McMurry Andrew J, Gilbert Clint A, Reis Ben Y, Chueh Henry C, Kohane Isaac S, Mandl Kenneth D
Children's Hospital Informatics Program at the Harvard-MIT Division of Health Sciences and Technology, 300 Longwood Ave., Enders Room 150, Boston, MA 02115, USA.
J Am Med Inform Assoc. 2007 Jul-Aug;14(4):527-33. doi: 10.1197/jamia.M2371. Epub 2007 Apr 25.
This study sought to define a scalable architecture to support the National Health Information Network (NHIN). This architecture must concurrently support a wide range of public health, research, and clinical care activities.
The architecture fulfils five desiderata: (1) adopt a distributed approach to data storage to protect privacy, (2) enable strong institutional autonomy to engender participation, (3) provide oversight and transparency to ensure patient trust, (4) allow variable levels of access according to investigator needs and institutional policies, (5) define a self-scaling architecture that encourages voluntary regional collaborations that coalesce to form a nationwide network.

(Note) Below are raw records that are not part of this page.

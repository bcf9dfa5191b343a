//! History records — persisted readings with identity and a timestamp.
//!
//! A history log is an ordered `Vec<HistoryRecord>` whose insertion order is
//! chronological order. Records are never mutated once appended; they leave
//! the log only when it is cleared or when the size cap evicts the oldest.

use serde::{Deserialize, Serialize};

use crate::id::RecordId;
use crate::reading::Reading;
use crate::time::Timestamp;

/// Maximum number of records kept in a history log.
pub const MAX_RECORDS: usize = 1000;

/// A single persisted reading.
#[derive(Debug, Clone, PartialEq, Serialize, Deserialize)]
pub struct HistoryRecord {
    pub id: RecordId,
    #[serde(flatten)]
    pub reading: Reading,
    pub timestamp: Timestamp,
}

impl HistoryRecord {
    /// Create a builder for constructing a [`HistoryRecord`].
    #[must_use]
    pub fn builder() -> HistoryRecordBuilder {
        HistoryRecordBuilder::default()
    }
}

/// Step-by-step builder for [`HistoryRecord`].
#[derive(Debug, Default)]
pub struct HistoryRecordBuilder {
    id: Option<RecordId>,
    reading: Reading,
    timestamp: Option<Timestamp>,
}

impl HistoryRecordBuilder {
    #[must_use]
    pub fn id(mut self, id: RecordId) -> Self {
        self.id = Some(id);
        self
    }

    #[must_use]
    pub fn reading(mut self, reading: Reading) -> Self {
        self.reading = reading;
        self
    }

    #[must_use]
    pub fn timestamp(mut self, timestamp: Timestamp) -> Self {
        self.timestamp = Some(timestamp);
        self
    }

    /// Consume the builder and return a [`HistoryRecord`].
    #[must_use]
    pub fn build(self) -> HistoryRecord {
        HistoryRecord {
            id: self.id.unwrap_or_default(),
            reading: self.reading,
            timestamp: self.timestamp.unwrap_or_else(crate::time::now),
        }
    }
}

/// Drop the oldest records so that at most `max` remain.
pub fn truncate_oldest(records: &mut Vec<HistoryRecord>, max: usize) {
    if records.len() > max {
        let excess = records.len() - max;
        records.drain(..excess);
    }
}

/// Serialize the newest `max` records (oldest-first) into a storage snapshot.
///
/// # Errors
///
/// Returns a [`serde_json::Error`] if serialization fails.
pub fn encode_snapshot(
    records: &[HistoryRecord],
    max: usize,
) -> Result<Vec<u8>, serde_json::Error> {
    let start = records.len().saturating_sub(max);
    serde_json::to_vec(&records[start..])
}

/// Parse a storage snapshot back into a log.
///
/// # Errors
///
/// Returns a [`serde_json::Error`] when the bytes are not a JSON array of
/// history records.
pub fn decode_snapshot(bytes: &[u8]) -> Result<Vec<HistoryRecord>, serde_json::Error> {
    serde_json::from_slice(bytes)
}

#[cfg(test)]
mod tests {
    use super::*;
    use chrono::{Duration, TimeZone, Utc};

    fn record_at(minutes: i64) -> HistoryRecord {
        let base = Utc.with_ymd_and_hms(2024, 5, 1, 8, 0, 0).unwrap();
        HistoryRecord::builder()
            .reading(Reading::new(26.0, 65.0, true, false))
            .timestamp(base + Duration::minutes(minutes))
            .build()
    }

    #[test]
    fn should_build_record_with_all_fields() {
        let id = RecordId::new();
        let ts = Utc.with_ymd_and_hms(2024, 5, 1, 8, 0, 0).unwrap();
        let reading = Reading::new(21.5, 40.0, false, true);

        let record = HistoryRecord::builder()
            .id(id)
            .reading(reading)
            .timestamp(ts)
            .build();

        assert_eq!(record.id, id);
        assert_eq!(record.reading, reading);
        assert_eq!(record.timestamp, ts);
    }

    #[test]
    fn should_use_defaults_when_fields_not_provided() {
        let record = HistoryRecord::builder().build();
        assert_eq!(record.reading, Reading::default());
    }

    #[test]
    fn should_flatten_reading_fields_into_record_json() {
        let record = record_at(0);
        let json = serde_json::to_value(&record).unwrap();

        assert_eq!(json["id"], serde_json::json!(record.id.to_string()));
        assert_eq!(json["temperature"], serde_json::json!(26.0));
        assert_eq!(json["humidity"], serde_json::json!(65.0));
        assert_eq!(json["sensorEnabled"], serde_json::json!(true));
        assert_eq!(json["isDummy"], serde_json::json!(false));
        assert_eq!(json["timestamp"], serde_json::json!("2024-05-01T08:00:00Z"));
    }

    #[test]
    fn should_keep_newest_records_when_truncating() {
        let mut records: Vec<_> = (0..5).map(record_at).collect();
        let newest: Vec<_> = records[2..].to_vec();

        truncate_oldest(&mut records, 3);

        assert_eq!(records, newest);
    }

    #[test]
    fn should_leave_short_log_untouched_when_truncating() {
        let mut records: Vec<_> = (0..2).map(record_at).collect();
        let before = records.clone();
        truncate_oldest(&mut records, 3);
        assert_eq!(records, before);
    }

    #[test]
    fn should_encode_only_newest_records_in_snapshot() {
        let records: Vec<_> = (0..4).map(record_at).collect();

        let bytes = encode_snapshot(&records, 2).unwrap();
        let decoded = decode_snapshot(&bytes).unwrap();

        assert_eq!(decoded, records[2..].to_vec());
    }

    #[test]
    fn should_keep_every_record_when_snapshot_holds_non_finite_values() {
        let mut records: Vec<_> = (0..3).map(record_at).collect();
        records[1].reading.temperature = f64::NAN;
        records[2].reading.humidity = f64::INFINITY;

        let bytes = encode_snapshot(&records, MAX_RECORDS).unwrap();
        let decoded = decode_snapshot(&bytes).unwrap();

        assert_eq!(decoded.len(), 3);
        assert_eq!(decoded[0], records[0]);
        assert!(decoded[1].reading.temperature.is_nan());
        assert_eq!(decoded[1].id, records[1].id);
        assert!(decoded[2].reading.humidity.is_nan());
        assert_eq!(decoded[2].timestamp, records[2].timestamp);
    }

    #[test]
    fn should_fail_to_decode_corrupt_snapshot() {
        assert!(decode_snapshot(b"{not json").is_err());
        assert!(decode_snapshot(br#"{"records": []}"#).is_err());
    }
}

Our model has been validated by a large-scale, multi-institution study involving seven medical centers for cancer research. It is the basis of one of four open architectures developed under funding from the Office of the National Coordinator of Health Information Technology, fulfilling the biosurveillance use case defined by the American Health Information Community. The model supports broad applicability for regional and national clinical information exchanges.

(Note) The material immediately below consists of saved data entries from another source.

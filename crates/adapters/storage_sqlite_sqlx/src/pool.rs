//! `SQLite` connection pool setup and migration runner.

use std::str::FromStr;

use sqlx::SqlitePool;
use sqlx::sqlite::SqliteConnectOptions;

use crate::error::StorageError;

/// Configuration for the `SQLite` storage adapter.
pub struct Config {
    /// `SQLite` connection URL (e.g. `sqlite:roomsense.db` or `sqlite::memory:`).
    pub database_url: String,
}

impl Config {
    /// Build a [`Database`] from this configuration.
    ///
    /// Creates the connection pool, creates the database file if missing,
    /// and runs all pending migrations.
    ///
    /// # Errors
    ///
    /// Returns [`StorageError`] if the connection or migrations fail.
    pub async fn build(self) -> Result<Database, StorageError> {
        Database::initialize(&self.database_url).await
    }
}

/// Holds the `SQLite` connection pool and provides access to it.
pub struct Database {
    pool: SqlitePool,
}

impl Database {
    async fn initialize(database_url: &str) -> Result<Self, StorageError> {
        let options = SqliteConnectOptions::from_str(database_url)?.create_if_missing(true);

        let pool = SqlitePool::connect_with(options).await?;

        sqlx::migrate!("./migrations").run(&pool).await?;

        Ok(Self { pool })
    }

    /// Borrow the underlying connection pool.
    #[must_use]
    pub fn pool(&self) -> &SqlitePool {
        &self.pool
    }
}
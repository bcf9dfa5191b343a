//! Record identifiers.

use std::fmt;

use serde::{Deserialize, Serialize};
use uuid::Uuid;

/// Unique identifier for a [`HistoryRecord`](crate::history::HistoryRecord).
///
/// Serialized as a plain UUID string.
#[derive(Debug, Clone, Copy, PartialEq, Eq, Hash, Serialize, Deserialize)]
pub struct RecordId(Uuid);

impl Default for RecordId {
    fn default() -> Self {
        Self(Uuid::new_v4())
    }
}

impl RecordId {
    /// Generate a new random identifier.
    #[must_use]
    pub fn new() -> Self {
        Self::default()
    }
}

impl fmt::Display for RecordId {
    fn fmt(&self, f: &mut fmt::Formatter<'_>) -> fmt::Result {
        self.0.fmt(f)
    }
}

This model shows the feasibility of an architecture wherein the requirements of care providers, investigators, and public health authorities are served by a distributed model that grants autonomy, protects privacy, and promotes participation.
本研究旨在定义一种可扩展的架构,以支持国家卫生信息网络(NHIN)。该架构必须同时支持广泛的公共卫生、研究和临床护理活动。
该架构满足五个要求:(1)采用分布式数据存储方法以保护隐私;(2)赋予强大的机构自主权以促进参与;(3)提供监督和透明度以确保患者信任;(4)根据研究者需求和机构政策允许不同级别的访问;(5)定义一种自我扩展的架构,鼓励自愿的区域合作,这些合作汇聚形成一个全国性网络。
我们的模型已通过一项涉及七个癌症研究医疗中心的大规模多机构研究得到验证。它是在卫生信息技术国家协调员办公室资助下开发的四个开放架构之一的基础,满足了美国卫生信息社区定义的生物监测用例。该模型支持在区域和国家层面广泛应用于临床信息交换。
该模型展示了一种架构的可行性,即通过一种分布式模型来满足护理提供者、研究者和公共卫生当局的需求,该模型赋予自主权、保护隐私并促进参与。